Supervised by Rachel White


Professor White will supervise research projects in developmental psychology. One-semester projects will consist of a literature review and a research proposal. Two-semester projects will involve conducting an experimental or observational study and writing an empirical paper on one of the following topics:

Imaginative Play

The preschool years have been described as “the high season” of pretend play. Children, who still have a lot to learn about the real world, spend much of their time immersed in fantasy. Why do they do this? What are the benefits of pretend play and other imaginative activities? My recent work shows that pretending to be a character, such as Batman, improves children’s self-control. Future studies could address the mechanisms underlying these improvements. Other research projects in this area could investigate how imaginative behaviors, like role play or creating imaginary companions, are related to children’s cognitive and social development.

Psychological Distancing

We can psychologically distance ourselves from our personal experience of the here and now. For example, instead of dwelling in our own negative emotions, we can take a mental “step back” and think about our situation from someone else’s perspective. Doing so helps us to be less emotional and more objective in our responses. My research shows that taking an outsider’s perspective helps children exert self-control, and that adolescents who spontaneously view negative experiences from a distanced point of view are better able to control their emotions. Research in this area could also investigate how psychological distancing strategies impact emotion regulation in young children, or risk taking in adolescents, for example.
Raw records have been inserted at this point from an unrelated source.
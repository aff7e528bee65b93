//! Test fixtures and writer helpers.
//!
//! Provides convenience functions for setting up a writer in a scratch
//! directory with a controllable clock.

use logwriter_codec::{decode_stream, LogRecord};
use logwriter_core::{Backoff, Config, LogWriter, ManualClock};
use logwriter_store::InMemoryStore;
use std::fs;
use std::path::{Path, PathBuf};
use std::sync::Arc;
use std::time::Duration;
use tempfile::TempDir;

/// Wall-clock second every fixture starts at (2023-11-14T22:13:20Z).
pub const FIXTURE_EPOCH: u64 = 1_700_000_000;

/// A writer over a temporary directory with automatic cleanup.
pub struct TestLog {
    /// The writer instance.
    pub writer: LogWriter,
    /// The store the writer's mutex lives in.
    pub store: InMemoryStore,
    /// The clock driving rotation.
    pub clock: Arc<ManualClock>,
    /// The temporary directory (kept alive to prevent cleanup).
    temp_dir: TempDir,
}

impl TestLog {
    /// Creates a test log with the default five-minute lifetime.
    pub fn new() -> Self {
        Self::with_lifetime(Duration::from_secs(300))
    }

    /// Creates a test log whose active file lives for `lifetime`.
    pub fn with_lifetime(lifetime: Duration) -> Self {
        Self::with_config(|config| config.file_lifetime(lifetime))
    }

    /// Creates a test log, letting `configure` adjust the configuration.
    ///
    /// Backoff ranges default to a few milliseconds so contended tests stay
    /// fast.
    pub fn with_config(configure: impl FnOnce(Config) -> Config) -> Self {
        let temp_dir = TempDir::new().expect("Failed to create temp directory");
        let config = fast_config(temp_dir.path().join("logs"));
        let store = InMemoryStore::new();
        let clock = Arc::new(ManualClock::new(FIXTURE_EPOCH));
        let writer = LogWriter::open(configure(config), Arc::new(store.clone()))
            .expect("Failed to open writer")
            .with_clock(clock.clone());

        Self {
            writer,
            store,
            clock,
            temp_dir,
        }
    }

    /// Opens another writer against the same directory and store, as a
    /// second process would.
    pub fn sibling(&self) -> LogWriter {
        LogWriter::open(self.writer.config().clone(), Arc::new(self.store.clone()))
            .expect("Failed to open sibling writer")
            .with_clock(self.clock.clone())
    }

    /// Returns the scratch root (the log directory's parent).
    pub fn root(&self) -> &Path {
        self.temp_dir.path()
    }

    /// Returns the active file path.
    pub fn active_path(&self) -> PathBuf {
        self.writer.dir().active_path()
    }

    /// Decodes every record in the active file.
    pub fn active_records(&self) -> Vec<LogRecord> {
        read_records(&self.active_path())
    }

    /// Returns archive paths in name order.
    pub fn archive_paths(&self) -> Vec<PathBuf> {
        let dir = self.writer.dir();
        dir.list_archives()
            .expect("Failed to list archives")
            .into_iter()
            .map(|name| dir.path().join(name))
            .collect()
    }

    /// Decodes every archive followed by the active file.
    pub fn all_records(&self) -> Vec<LogRecord> {
        let mut records: Vec<_> = self
            .archive_paths()
            .iter()
            .flat_map(|p| read_records(p))
            .collect();
        if self.active_path().exists() {
            records.extend(self.active_records());
        }
        records
    }
}

impl Default for TestLog {
    fn default() -> Self {
        Self::new()
    }
}

/// Returns a configuration for `dir` with millisecond backoff ranges.
pub fn fast_config(dir: impl Into<PathBuf>) -> Config {
    Config::new(dir)
        .mutex_backoff(Backoff::from_millis(1, 5))
        .lock_backoff(Backoff::from_millis(1, 5))
}

/// Decodes the log file at `path`, panicking on any malformed byte.
pub fn read_records(path: &Path) -> Vec<LogRecord> {
    let bytes = fs::read(path).expect("Failed to read log file");
    decode_stream(&bytes).expect("Log file is malformed")
}

/// Runs a test with a temporary log.
///
/// # Example
///
/// ```rust,ignore
/// use logwriter_testkit::with_temp_log;
///
/// #[test]
/// fn my_test() {
///     with_temp_log(|log| {
///         log.writer.append("t", None, "p").unwrap();
///     });
/// }
/// ```
pub fn with_temp_log<F, R>(f: F) -> R
where
    F: FnOnce(&TestLog) -> R,
{
    let log = TestLog::new();
    f(&log)
}

/// Test scenario helpers.
pub mod scenarios {
    use super::*;

    /// Creates a log whose active file holds `count` records.
    pub fn populated_log(count: usize) -> TestLog {
        let log = TestLog::new();
        for i in 0..count {
            log.writer
                .append("test", Some(i as i64), &format!(r#"{{"index":{i}}}"#))
                .expect("Failed to append");
        }
        log
    }

    /// Creates a log that has rotated `archives` times, one record per file.
    pub fn rotated_log(archives: usize) -> TestLog {
        let log = TestLog::with_lifetime(Duration::from_secs(60));
        for i in 0..=archives {
            log.writer
                .append("test", Some(i as i64), "x")
                .expect("Failed to append");
            log.clock.advance(60);
        }
        log
    }
}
Students not interested in self-control might consider applying psychological distancing to other domains such as creativity or problem-solving.


The ability to actively control our thoughts, behaviors, and emotions influences nearly every aspect of our lives. How can we improve self-control across childhood and adolescence? What strategies are most effective in various contexts? Projects could investigate interventions to help individuals– from children to adults–effectively use self-control in domains ranging from academic achievement to emotion regulation.